THE PROBLEM:
For the entries below, print exactly the lines between the line holding "pub const DEFAULT_SEND_TIMEOUT: Duration" and the line holding "Mail transport settings", inclusive, and nothing else.

BEGIN INFORMATION PROVIDED

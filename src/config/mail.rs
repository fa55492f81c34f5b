use std::{env, time::Duration};

pub const DEFAULT_SEND_TIMEOUT: Duration = Duration::from_secs(10);

#[derive(Debug, Clone, Copy, PartialEq, Eq)]
pub enum SmtpEncryption {
    Tls,
    StartTls,
    None,
}

/// Mail transport settings read from `SMTP_*`, `BASE_URL` and
/// `CONTACT_EMAIL`. `smtp_host` is `None` when SMTP is not configured, in
/// which case outgoing mail is only logged.
#[derive(Debug, Clone)]
pub struct MailConfig {
    pub smtp_host: Option<String>,
    pub smtp_port: u16,
    pub smtp_username: Option<String>,
    pub smtp_password: Option<String>,
    pub encryption: SmtpEncryption,
    pub from_email: String,
    pub from_name: String,
    pub contact_email: String,
    pub base_url: String,
    pub send_timeout: Duration,
}

#[derive(Debug, thiserror::Error)]
pub enum MailConfigError {
    #[error("Invalid {0}")]
    Invalid(&'static str),
    #[error("Unknown SMTP_ENCRYPTION value: {0}")]
    UnknownEncryption(String),
}

impl MailConfig {
    pub fn from_env() -> Result<Self, MailConfigError> {
        let smtp_host = env::var("SMTP_HOST").ok().filter(|h| !h.is_empty());
        let smtp_port = env::var("SMTP_PORT")
            .unwrap_or_else(|_| "587".to_string())
            .parse::<u16>()
            .map_err(|_| MailConfigError::Invalid("SMTP_PORT"))?;
        let encryption = match env::var("SMTP_ENCRYPTION")
            .unwrap_or_else(|_| "starttls".to_string())
            .to_lowercase()
            .as_str()
        {
            "tls" => SmtpEncryption::Tls,
            "starttls" => SmtpEncryption::StartTls,
            "none" => SmtpEncryption::None,
            other => return Err(MailConfigError::UnknownEncryption(other.to_string())),
        };
        let send_timeout = parse_send_timeout(env::var("SMTP_TIMEOUT_SECS").ok().as_deref())?;
        let from_email = env::var("SMTP_FROM_EMAIL")
            .unwrap_or_else(|_| "updates@keepalleytrash.com".to_string());
        let contact_email = env::var("CONTACT_EMAIL").unwrap_or_else(|_| from_email.clone());

        Ok(Self {
            smtp_host,
            smtp_port,
            smtp_username: env::var("SMTP_USERNAME").ok(),
            smtp_password: env::var("SMTP_PASSWORD").ok(),
            encryption,
            from_name: env::var("SMTP_FROM_NAME")
                .unwrap_or_else(|_| "Keep Alley Trash".to_string()),
            from_email,
            contact_email,
            base_url: env::var("BASE_URL")
                .unwrap_or_else(|_| "http://localhost:8080".to_string())
                .trim_end_matches('/')
                .to_string(),
            send_timeout,
        })
    }
}

/// Whole seconds, at least one. Unset means the default.
fn parse_send_timeout(value: Option<&str>) -> Result<Duration, MailConfigError> {
    match value.map(str::trim) {
        None | Some("") => Ok(DEFAULT_SEND_TIMEOUT),
        Some(secs) => match secs.parse::<u64>() {
            Ok(0) | Err(_) => Err(MailConfigError::Invalid("SMTP_TIMEOUT_SECS")),
            Ok(secs) => Ok(Duration::from_secs(secs)),
        },
    }
}

impl Default for MailConfig {
    fn default() -> Self {
        Self {
            smtp_host: None,
            smtp_port: 587,
            smtp_username: None,
            smtp_password: None,
            encryption: SmtpEncryption::StartTls,
            from_email: "updates@keepalleytrash.com".to_string(),
            from_name: "Keep Alley Trash".to_string(),
            contact_email: "updates@keepalleytrash.com".to_string(),
            base_url: "http://localhost:8080".to_string(),
            send_timeout: DEFAULT_SEND_TIMEOUT,
        }
    }
}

END INFORMATION PROVIDED

TASK ANSWER:
pub const DEFAULT_SEND_TIMEOUT: Duration = Duration::from_secs(10);

#[derive(Debug, Clone, Copy, PartialEq, Eq)]
pub enum SmtpEncryption {
    Tls,
    StartTls,
    None,
}

/// Mail transport settings read from `SMTP_*`, `BASE_URL` and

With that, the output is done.